Wie nun Plattner angibt, verbindet sich die Schwefelsäure
mit den verschiedenen Metalloxyden nach dem Grade der Verwandtschaft, welche sie bei
den vorhandenen Temperaturen äußern, und hieraus leuchtet ein, daß man bei
Schwefelkiesröstung ziemlich verschiedene Mengen von Schwefelsäure erhalten wird, je
nachdem die Temperatur hoch oder niedrig ist, und daß bei ein und demselben
Schwefelkies viel und wenig Schwefelsäure in den Abbränden enthalten sein kann, je
nach der Temperatur, welcher diese Abbrände ausgesetzt waren.
Durch Behandeln mit Wasser – wodurch man aber nur einen Theil der Sulfate
extrahirt, da es im Wasser unlösliche gibt, die sich auch in der Lauge beim Stehen
an der Luft bilden – habe ich in Abbränden mit 2 bis 5 Proc. rückständigem
Schwefel, erhalten aus Kiesen mit 40 bis 48 Proc.
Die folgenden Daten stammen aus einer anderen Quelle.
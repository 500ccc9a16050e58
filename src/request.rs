//! Request payload types for a single-provider solve.

use chrono::NaiveDate;
use serde::{Deserialize, Serialize};

use crate::error::{ScheduleError, Result};

/// The five business weekdays the system ever schedules on.
#[derive(Debug, Clone, Copy, PartialEq, Eq, Hash)]
pub enum BusinessDay {
    Monday,
    Tuesday,
    Wednesday,
    Thursday,
    Friday,
}

impl BusinessDay {
    pub fn parse(name: &str) -> Result<Self> {
        match name {
            "Monday" => Ok(BusinessDay::Monday),
            "Tuesday" => Ok(BusinessDay::Tuesday),
            "Wednesday" => Ok(BusinessDay::Wednesday),
            "Thursday" => Ok(BusinessDay::Thursday),
            "Friday" => Ok(BusinessDay::Friday),
            other => Err(ScheduleError::UnrecognizedWeekday(other.to_string())),
        }
    }

    pub fn to_chrono(self) -> chrono::Weekday {
        match self {
            BusinessDay::Monday => chrono::Weekday::Mon,
            BusinessDay::Tuesday => chrono::Weekday::Tue,
            BusinessDay::Wednesday => chrono::Weekday::Wed,
            BusinessDay::Thursday => chrono::Weekday::Thu,
            BusinessDay::Friday => chrono::Weekday::Fri,
        }
    }
}

#[derive(Debug, Clone, Deserialize, Serialize)]
pub struct PtoRequest {
    #[serde(rename = "startDate")]
    pub start_date: NaiveDate,
    #[serde(rename = "endDate")]
    pub end_date: NaiveDate,
}

#[derive(Debug, Clone, Deserialize, Serialize)]
pub struct WeeklyAvailabilityEntry {
    pub day: String,
    #[serde(rename = "isWorking")]
    pub is_working: bool,
}

#[derive(Debug, Clone, Deserialize, Serialize)]
pub struct DateConstraint {
    #[serde(rename = "facilityId")]
    pub facility_id: String,
    pub date: NaiveDate,
}

#[derive(Debug, Clone, Deserialize, Serialize)]
pub struct DayOfWeekConstraint {
    #[serde(rename = "facilityId")]
    pub facility_id: String,
    pub day: String,
}

#[derive(Debug, Clone, Default, Deserialize, Serialize)]
pub struct ProviderConstraints {
    #[serde(default, rename = "ptoRequests")]
    pub pto_requests: Vec<PtoRequest>,
    #[serde(default, rename = "weeklyAvailability")]
    pub weekly_availability: Vec<WeeklyAvailabilityEntry>,
    #[serde(default, rename = "dateConstraints")]
    pub date_constraints: Vec<DateConstraint>,
    #[serde(default, rename = "dayOfWeekConstraints")]
    pub day_of_week_constraints: Vec<DayOfWeekConstraint>,
}

fn default_weeks() -> u32 {
    4
}
fn default_max_patients_per_day() -> u32 {
    15
}
fn default_alpha() -> f64 {
    0.05
}
fn default_lambda_facility() -> f64 {
    0.1
}
fn default_lambda_bunching() -> f64 {
    0.1
}
fn default_facility_visit_window() -> usize {
    10
}

#[derive(Debug, Clone, Deserialize, Serialize)]
pub struct ScheduleRequest {
    pub business_line: String,
    pub start_monday: NaiveDate,
    pub selected_provider: String,
    #[serde(default = "default_weeks")]
    pub weeks: u32,
    #[serde(default = "default_max_patients_per_day")]
    pub max_patients_per_day: u32,
    #[serde(default = "default_alpha")]
    pub alpha: f64,
    #[serde(default)]
    pub lambda_param: f64,
    #[serde(default = "default_lambda_facility")]
    pub lambda_facility: f64,
    #[serde(default = "default_lambda_bunching")]
    pub lambda_bunching: f64,
    #[serde(default = "default_facility_visit_window")]
    pub facility_visit_window: usize,
    #[serde(default)]
    pub provider_constraints: ProviderConstraints,
}
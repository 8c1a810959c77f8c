//! In-memory stand-in for the movie catalog service.
//!
//! Serves the same routes as the real service under `/movie`, backed by a
//! `BTreeMap` so listings come back ordered by id.

use std::{collections::BTreeMap, sync::Arc};

use axum::{
    extract::{Path, Query, State},
    http::StatusCode,
    routing::{delete, get, post, put},
    Json, Router,
};
use serde::{Deserialize, Serialize};
use tokio::{net::TcpListener, sync::RwLock};
use tracing::info;

#[derive(Clone, Debug, PartialEq, Eq, Serialize, Deserialize)]
#[serde(rename_all = "camelCase")]
pub struct Movie {
    pub id: i64,
    pub title: String,
    pub genre: String,
    pub year_release: i32,
}

/// Body of create and full-update requests. A body id is accepted and
/// ignored; the path decides which movie is replaced.
#[derive(Deserialize)]
#[serde(rename_all = "camelCase")]
pub struct MovieBody {
    #[serde(default)]
    pub id: Option<i64>,
    pub title: String,
    pub genre: String,
    pub year_release: i32,
}

/// Query parameters of a partial update.
#[derive(Deserialize)]
#[serde(rename_all = "camelCase")]
pub struct MoviePatch {
    pub title: Option<String>,
    pub genre: Option<String>,
    pub year_release: Option<i32>,
}

#[derive(Debug)]
pub struct Store {
    next_id: i64,
    movies: BTreeMap<i64, Movie>,
}

impl Default for Store {
    fn default() -> Self {
        Self {
            next_id: 1,
            movies: BTreeMap::new(),
        }
    }
}

pub type Db = Arc<RwLock<Store>>;

pub fn app() -> Router {
    let db: Db = Arc::new(RwLock::new(Store::default()));
    let movie_routes = Router::new()
        .route("/getAllMovies", get(get_all_movies))
        .route("/getGenre/{genre}", get(get_genre))
        .route("/getOne/{id}", get(get_movie))
        .route("/createMovie", post(create_movie))
        .route("/update/{id}", put(update_movie).patch(update_movie_details))
        .route("/delete/{id}", delete(delete_movie));
    Router::new().nest("/movie", movie_routes).with_state(db)
}

pub async fn run(listener: TcpListener) -> Result<(), std::io::Error> {
    axum::serve(listener, app()).await
}

async fn get_all_movies(State(db): State<Db>) -> Json<Vec<Movie>> {
    let store = db.read().await;
    Json(store.movies.values().cloned().collect())
}

async fn get_genre(State(db): State<Db>, Path(genre): Path<String>) -> Json<Vec<Movie>> {
    let store = db.read().await;
    Json(
        store
            .movies
            .values()
            .filter(|movie| movie.genre.eq_ignore_ascii_case(&genre))
            .cloned()
            .collect(),
    )
}

async fn get_movie(
    State(db): State<Db>,
    Path(id): Path<i64>,
) -> Result<Json<Movie>, StatusCode> {
    let store = db.read().await;
    store.movies.get(&id).cloned().map(Json).ok_or(StatusCode::NOT_FOUND)
}

async fn create_movie(
    State(db): State<Db>,
    Json(input): Json<MovieBody>,
) -> (StatusCode, Json<Movie>) {
    let mut store = db.write().await;
    let movie = Movie {
        id: store.next_id,
        title: input.title,
        genre: input.genre,
        year_release: input.year_release,
    };
    store.next_id += 1;
    store.movies.insert(movie.id, movie.clone());
    info!(id = movie.id, title = %movie.title, "created movie");
    (StatusCode::CREATED, Json(movie))
}

async fn update_movie(
    State(db): State<Db>,
    Path(id): Path<i64>,
    Json(input): Json<MovieBody>,
) -> Result<(StatusCode, Json<Movie>), StatusCode> {
    let mut store = db.write().await;
    let movie = store.movies.get_mut(&id).ok_or(StatusCode::NOT_FOUND)?;
    movie.title = input.title;
    movie.genre = input.genre;
    movie.year_release = input.year_release;
    info!(id, "replaced movie");
    Ok((StatusCode::ACCEPTED, Json(movie.clone())))
}

async fn update_movie_details(
    State(db): State<Db>,
    Path(id): Path<i64>,
    Query(patch): Query<MoviePatch>,
) -> StatusCode {
    let mut store = db.write().await;
    let Some(movie) = store.movies.get_mut(&id) else {
        return StatusCode::NOT_FOUND;
    };
    if let Some(title) = patch.title {
        movie.title = title;
    }
    if let Some(genre) = patch.genre {
        movie.genre = genre;
    }
    if let Some(year_release) = patch.year_release {
        movie.year_release = year_release;
    }
    info!(id, "patched movie");
    StatusCode::OK
}

async fn delete_movie(State(db): State<Db>, Path(id): Path<i64>) -> StatusCode {
    let mut store = db.write().await;
    match store.movies.remove(&id) {
        Some(_) => {
            info!(id, "deleted movie");
            StatusCode::NO_CONTENT
        }
        None => StatusCode::NOT_FOUND,
    }
}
Schwefel, noch immer 3/4 bis 1 1/2
Proc. Schwefel als Schwefelsäure auslaugen können.
Will man also mit der Gasanalyse möglichst übereinstimmende Resultate erhalten, so
muß man sich nicht allein auf die Ermittelung der dampfförmig entweichenden
Schwefelsäure beschränken. Man muß vielmehr auch die Abbrände sehr fleißig auf ihren
Gehalt an Schwefelsäure untersuchen. Und auch dann ist einer Fehlerquelle noch nicht
Rechnung getragen,
welche darin besteht, daß nicht alle Schwefelsäure in den Abbränden an Eisenoxyd,
sondern ein Theil auch an Oxydul gebunden ist, welches wiederum weniger Sauerstoff
zu seiner Bildung verbrauchte als das Oxyd.